27.4 A 32-year-old man with a 5-year history of episodic bloody diarrhea and abdominal cramping pain presents with conjunctival icterus and fever. His laboratory results are AST 100 U/L, ALT 125 U/L, alkaline phosphatase 550 U/L, total bilirubin 5.5 mg/dL, direct bilirubin 3.0 mg/dL, and albumin 2.9 g/dL.


ANSWERS

27.1 B. The patient’s laboratory results show a conjugated hyperbilirubinemia with evidence of hepatocellular disease (hypoalbuminemia, ascites). The AST and ALT levels show the 2:1 ratio consistent with alcohol-related liver disease.

27.2 E. The patient’s laboratory results show a conjugated hyperbilirubinemia consistent with an obstructive pattern. She has the risk factors for gallstones (female, obese, middle age) and has symptoms of postprandial abdominal pain.

27.3 C. The patient’s laboratory results show an unconjugated hyperbilirubinemia without other abnormality. He is otherwise healthy and without symptoms of systemic disease or hemolytic anemia; this is suggestive of Gilbert disease. No treatment is necessary.

27.4 F. The patient’s laboratory results show a conjugated hyperbilirubinemia with an obstructive pattern. The history is consistent with inflammatory bowel disease, which is associated with primary sclerosing cholangitis. The initial evaluation should include ultrasonography to rule out gallstones; if negative, ERCP could confirm the diagnosis by demonstrating multiple strictures of the extrahepatic bile ducts. Treatment options include stenting of the larger bile duct strictures and immunosuppression to slow the progression of the disease.


CLINICAL PEARLS
▶ Unconjugated (indirect) hyperbilirubinemia usually is caused by hemoly-sis or Gilbert syndrome.

▶ Conjugated (direct) hyperbilirubinemia is commonly caused by hepato-cellular disease, with elevated AST and ALT levels, or biliary obstruction, with elevated alkaline phosphatase level.
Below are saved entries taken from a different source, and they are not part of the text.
use std::fs;
use std::io;
use std::path::{Path, PathBuf};
use std::time::{SystemTime, UNIX_EPOCH};

use anyhow::{anyhow, Context, Result};
use base64::engine::general_purpose::STANDARD;
use base64::Engine;
use dslpack_core::{HostOptions, ManifestDocument, Package, Protocol, MANIFEST_FILE_NAME};
use dslpack_workshop::{FetchRequest, PackageSource, Progress};
use sha2::{Digest, Sha256};
use tracing::debug;

use crate::git_ops::{git_output, run_git_clone, run_git_command};
use crate::releases::{parse_ls_remote_tags, select_latest_release};

const FETCH_STEPS: u64 = 3;

/// [`PackageSource`] backed by the system `git` binary.
///
/// Repositories are mirrored once per address under the cache directory and
/// each pinned version is checked out into its own directory under the
/// packages directory, so repeated fetches of the same version are free.
#[derive(Debug, Clone, Default)]
pub struct GitPackageSource;

impl GitPackageSource {
    pub fn new() -> Self {
        Self
    }
}

impl PackageSource for GitPackageSource {
    fn latest_release(&self, address: &str, options: &HostOptions) -> Result<String> {
        let url = repository_url(address, options)?;
        let output = git_output(
            None,
            &credential_config(options),
            &["ls-remote", "--tags", "--refs", &url],
            address,
        )?;
        let tags = parse_ls_remote_tags(&output);
        debug!(address, tags = tags.len(), "listed release tags");
        select_latest_release(&tags)
            .ok_or_else(|| anyhow!("'{address}' has no semantic version release tags"))
    }

    fn fetch(
        &self,
        package: &Package,
        request: &FetchRequest,
        progress: &mut Progress<'_>,
    ) -> Result<PathBuf> {
        let checkout = checkout_dir(&request.packages_dir, package);
        if !checkout.is_dir() {
            let url = repository_url(package.address(), &request.options)?;
            let mirror = request.cache_dir.join(mirror_dir_name(package.address()));

            progress(FETCH_STEPS, package, "syncing mirror");
            sync_mirror(
                &url,
                &mirror,
                &credential_config(&request.options),
                package.address(),
            )?;

            progress(FETCH_STEPS, package, "checking out");
            checkout_version(&mirror, &checkout, package)?;
        }
        progress(FETCH_STEPS, package, "ready");

        if package.subpath().is_empty() {
            return Ok(checkout);
        }
        let nested = checkout.join(package.subpath());
        if !nested.is_dir() {
            anyhow::bail!(
                "'{}' has no directory '{}' at {}",
                package.address(),
                package.subpath(),
                package.version()
            );
        }
        Ok(nested)
    }

    fn dependencies(&self, package: &Package, materialized: &Path) -> Result<Vec<Package>> {
        let path = materialized.join(MANIFEST_FILE_NAME);
        let raw = match fs::read(&path) {
            Ok(raw) => raw,
            Err(err) if err.kind() == io::ErrorKind::NotFound => return Ok(Vec::new()),
            Err(err) => {
                return Err(err)
                    .with_context(|| format!("failed reading {}", path.display()));
            }
        };
        let document = ManifestDocument::from_json_slice(&raw).with_context(|| {
            format!("'{}' ships an invalid {}", package, MANIFEST_FILE_NAME)
        })?;

        document
            .require
            .iter()
            .filter(|record| !record.indirect)
            .map(|record| {
                Package::from_record(record).with_context(|| {
                    format!("'{}' declares an invalid dependency '{}'", package, record.spec)
                })
            })
            .collect()
    }
}

/// Builds the clone URL for `address` (`<host>/<org>/<repo>`). The URL never
/// carries a token; see [`credential_config`].
pub fn repository_url(address: &str, options: &HostOptions) -> Result<String> {
    let (host, path) = address
        .split_once('/')
        .ok_or_else(|| anyhow!("invalid repository address '{address}'"))?;

    if let Some(base_url) = options.base_url.as_deref() {
        return Ok(format!("{}/{}", base_url.trim_end_matches('/'), path));
    }

    match options.protocol {
        Protocol::Https => {
            let credentials = match (options.user.as_deref(), options.token.as_deref()) {
                (Some(user), None) => format!("{user}@"),
                _ => String::new(),
            };
            Ok(format!("https://{credentials}{host}/{path}.git"))
        }
        Protocol::Ssh => Ok(format!(
            "{}@{host}:{path}.git",
            options.user.as_deref().unwrap_or("git")
        )),
        Protocol::File => Err(anyhow!(
            "host '{host}' uses the file protocol but has no base_url configured"
        )),
    }
}

/// Per-invocation git config carrying the host token as an HTTP
/// `Authorization` header, so it is never written to a mirror's config.
pub fn credential_config(options: &HostOptions) -> Vec<String> {
    let Some(token) = options.token.as_deref() else {
        return Vec::new();
    };
    if options.protocol == Protocol::Ssh {
        return Vec::new();
    }
    let user = options.user.as_deref().unwrap_or("oauth2");
    let encoded = STANDARD.encode(format!("{user}:{token}"));
    vec![format!("http.extraHeader=Authorization: Basic {encoded}")]
}

pub(crate) fn mirror_dir_name(address: &str) -> String {
    let digest = hex::encode(Sha256::digest(address.as_bytes()));
    let repo = address.rsplit('/').next().unwrap_or(address);
    format!("{repo}-{}", &digest[..16])
}

fn checkout_dir(packages_dir: &Path, package: &Package) -> PathBuf {
    packages_dir.join(format!("{}@{}", package.address(), package.version()))
}

fn sync_mirror(url: &str, mirror: &Path, credentials: &[String], address: &str) -> Result<()> {
    if mirror.join("HEAD").is_file() {
        run_git_command(mirror, &[], &["remote", "set-url", "origin", url], address)?;
        return run_git_command(mirror, credentials, &["remote", "update", "--prune"], address);
    }

    if let Some(parent) = mirror.parent() {
        fs::create_dir_all(parent)
            .with_context(|| format!("failed to create {}", parent.display()))?;
    }
    let staging = sibling_staging_path(mirror);
    run_git_clone(url, &staging, credentials, &["--mirror"], address)?;
    fs::rename(&staging, mirror).with_context(|| {
        format!(
            "failed moving mirror {} into place at {}",
            staging.display(),
            mirror.display()
        )
    })
}

fn checkout_version(mirror: &Path, checkout: &Path, package: &Package) -> Result<()> {
    if let Some(parent) = checkout.parent() {
        fs::create_dir_all(parent)
            .with_context(|| format!("failed to create {}", parent.display()))?;
    }

    let staging = sibling_staging_path(checkout);
    let location = mirror.display().to_string();
    let result = run_git_clone(
        &location,
        &staging,
        &[],
        &["--no-checkout"],
        package.address(),
    )
    .and_then(|()| resolve_commit(&staging, package))
    .and_then(|commit| {
        run_git_command(
            &staging,
            &[],
            &["checkout", "--quiet", "--detach", &commit],
            package.address(),
        )
    })
    .and_then(|()| {
        fs::remove_dir_all(staging.join(".git")).with_context(|| {
            format!("failed removing git metadata from {}", staging.display())
        })
    })
    .and_then(|()| {
        fs::rename(&staging, checkout).with_context(|| {
            format!(
                "failed moving checkout {} into place at {}",
                staging.display(),
                checkout.display()
            )
        })
    });

    if result.is_err() && staging.exists() {
        let _ = fs::remove_dir_all(&staging);
    }
    result
}

/// Resolves the package version to a commit id, treating it strictly as a
/// revision and never as a command-line option.
fn resolve_commit(repo: &Path, package: &Package) -> Result<String> {
    let revision = format!("{}^{{commit}}", package.version());
    let output = git_output(
        Some(repo),
        &[],
        &["rev-parse", "--verify", "--quiet", "--end-of-options", &revision],
        package.address(),
    )
    .with_context(|| {
        format!(
            "'{}' has no release or commit '{}'",
            package.address(),
            package.version()
        )
    })?;
    let commit = output.trim();
    if commit.is_empty() || !commit.chars().all(|c| c.is_ascii_hexdigit()) {
        anyhow::bail!(
            "'{}' resolved '{}' to an unexpected revision '{commit}'",
            package.address(),
            package.version()
        );
    }
    Ok(commit.to_string())
}

fn sibling_staging_path(target: &Path) -> PathBuf {
    let nanos = SystemTime::now()
        .duration_since(UNIX_EPOCH)
        .unwrap_or_default()
        .as_nanos();
    let mut raw = target.as_os_str().to_owned();
    raw.push(format!(".staging-{}-{nanos}", std::process::id()));
    PathBuf::from(raw)
}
▶ An imaging procedure such as ultrasonography is the initial study of choice in a patient with cholestasis to evaluate for intrahepatic or extra-hepatic biliary obstruction.

▶ The most common causes of biliary obstruction are gallstones, which are painful if obstructing, and strictures or neoplasms, which may be painless.

▶ Pancreatic cancer is initially diagnosed and staged by CT; the best hope for cure is resection by a pancreaticoduodenectomy (Whipple procedure).

REFERENCES

Brugge WR, Dam JV. Medical progress: pancreatic and biliary endoscopy. N Engl J Med. 1999;341:1808-1916. 

Mohammed S, Van Buren G 2nd, Fisher WE. Pancreatic cancer: advances in treatment. World J Gastroenterol. 2014;20(28):9354-9360. 

Pratt DS. Evaluation of liver function. In: Jameson J, Fauci AS, Kasper DL, Hauser SL, Longo DL, Loscalzo J, eds. Harrison’s Principles of Internal Medicine. 20th ed. New York, NY: McGraw Hill; 2018. 

Wolkoff AW. The hyperbilirubinemias. In: Jameson J, Fauci AS, Kasper DL, Hauser SL, Longo DL, Loscalzo J, eds. Harrison’s Principles of Internal Medicine. 20th ed. New York, NY: McGraw Hill; 2018.